Might be that nobody really knows what jazz is anymore.

Some think it’s a dowdy antique, while others are certain it’s a marriage of rap and hip hop.

Neo-soul — and bastardized “funk” — are called “jazz” these days, too.

Oh, and “original music”…or maybe anything with a dominant, repetitive back beat.

More confusion exists in the form of the “can you dance to it” question.

Few remember that jazz was the (initially outlawed!) dance music of several generations – early and big band swing – until it turned a bop-ish corner circa 1949-1954 and became rock ‘n roll. Nobody stopped dancing to it then, either.

Eventually, the “artistic” bunch – Miles Davis, John Coltrane and the like – took jazz in yet another direction.

THAT was followed by a fall from popularity for what we once knew as jazz, as dance floors all over America declined.

It was mighty hard to compete with The Beatles and the rest of the British invasion.

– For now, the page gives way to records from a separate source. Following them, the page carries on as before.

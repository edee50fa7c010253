//! Types for the product catalog

use chrono::{DateTime, Utc};
use rust_decimal::Decimal;
use serde::{Deserialize, Serialize};

/// A product category
#[derive(Debug, Clone, Serialize, Deserialize, PartialEq, Eq)]
pub struct Category {
    /// The category ID
    pub id: i64,

    /// The category name
    pub name: String,
}

/// One image attached to a product; either an uploaded file path or an
/// external URL
#[derive(Debug, Clone, Serialize, Deserialize)]
pub struct ProductImage {
    /// The image ID
    pub id: i64,

    /// The uploaded image path, if any
    #[serde(default)]
    pub images: Option<String>,

    /// The external image URL, if any
    #[serde(rename = "image_url", default)]
    pub image_url: Option<String>,
}

/// Read-only projection of a product. Never mutated client-side; always the
/// latest value from the most recent fetch.
#[derive(Debug, Clone, Serialize, Deserialize)]
pub struct Product {
    /// The product ID
    pub id: String,

    /// The product name
    pub name: String,

    /// The brand
    #[serde(default)]
    pub brand: String,

    /// The description
    #[serde(default)]
    pub description: String,

    /// The current price
    #[serde(with = "rust_decimal::serde::str")]
    pub price: Decimal,

    /// The pre-discount price, if discounted
    #[serde(
        rename = "original_price",
        default,
        with = "rust_decimal::serde::str_option"
    )]
    pub original_price: Option<Decimal>,

    /// Units in stock
    pub stock: u32,

    /// The product's category
    #[serde(default)]
    pub category: Option<Category>,

    /// Attached images
    #[serde(default)]
    pub images: Vec<ProductImage>,

    /// Whether the product is listed
    #[serde(rename = "is_active", default)]
    pub is_active: bool,

    /// The creation time
    #[serde(rename = "created_at", default)]
    pub created_at: Option<DateTime<Utc>>,
}

/// A product review
#[derive(Debug, Clone, Serialize, Deserialize)]
pub struct Review {
    /// The review ID
    pub id: i64,

    /// The reviewed product's ID
    pub product: String,

    /// The reviewing user's ID
    pub user: String,

    /// The rating, 1 to 5
    pub rating: u8,

    /// The review text
    #[serde(default)]
    pub comment: String,

    /// The creation time
    #[serde(rename = "created_at", default)]
    pub created_at: Option<DateTime<Utc>>,
}

/// A review to submit
#[derive(Debug, Clone, Serialize)]
pub struct NewReview {
    /// The product being reviewed
    pub product: String,

    /// The rating, 1 to 5
    pub rating: u8,

    /// The review text
    pub comment: String,
}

At least we still had our Audrey Hepburn, Fred Astaire, Benny Goodman and Glenn Miller movies!

As the Twentieth Century progressed, the Beach Boys, The Mamas and the Papas – and many more – added production techniques to their recordings. Most would say they weren’t jazz artists.

Or were they?

Certainly, they derived influences from various forms of jazz…and from the composers who came before them.

With his stunning 1920’s and 2930’s compositions (“An American in Paris,” “Rhapsody in Blue” and “Porgy and Bess”), George Gershwin was among the early pioneers who helped ragtime and the music of the ghettos, Harlem and New Orleans cross over into the mainstream. Gershwin liked to say he had “made a lady of jazz.”

Louis Armstrong, The Boswell Sisters, Bing Crosby…Frank Sinatra, Tony Bennett, Michael Buble…”bending” a tune a bit…improvising so well that you’d swear it had been rehearsed…it’s all jazz.

Along with what the great early composers penned for Broadway – most of which was written as a form of jazz.

Pre-Phantom of the Opera, of course.

It survives, this jazz that you can dance to.

And while Thelonious Monk is not really jazz you can dance to, Duke Ellington certainly is.

Jazz…can be anything you want it to be.

Hopefully, the arguments will go on for another century!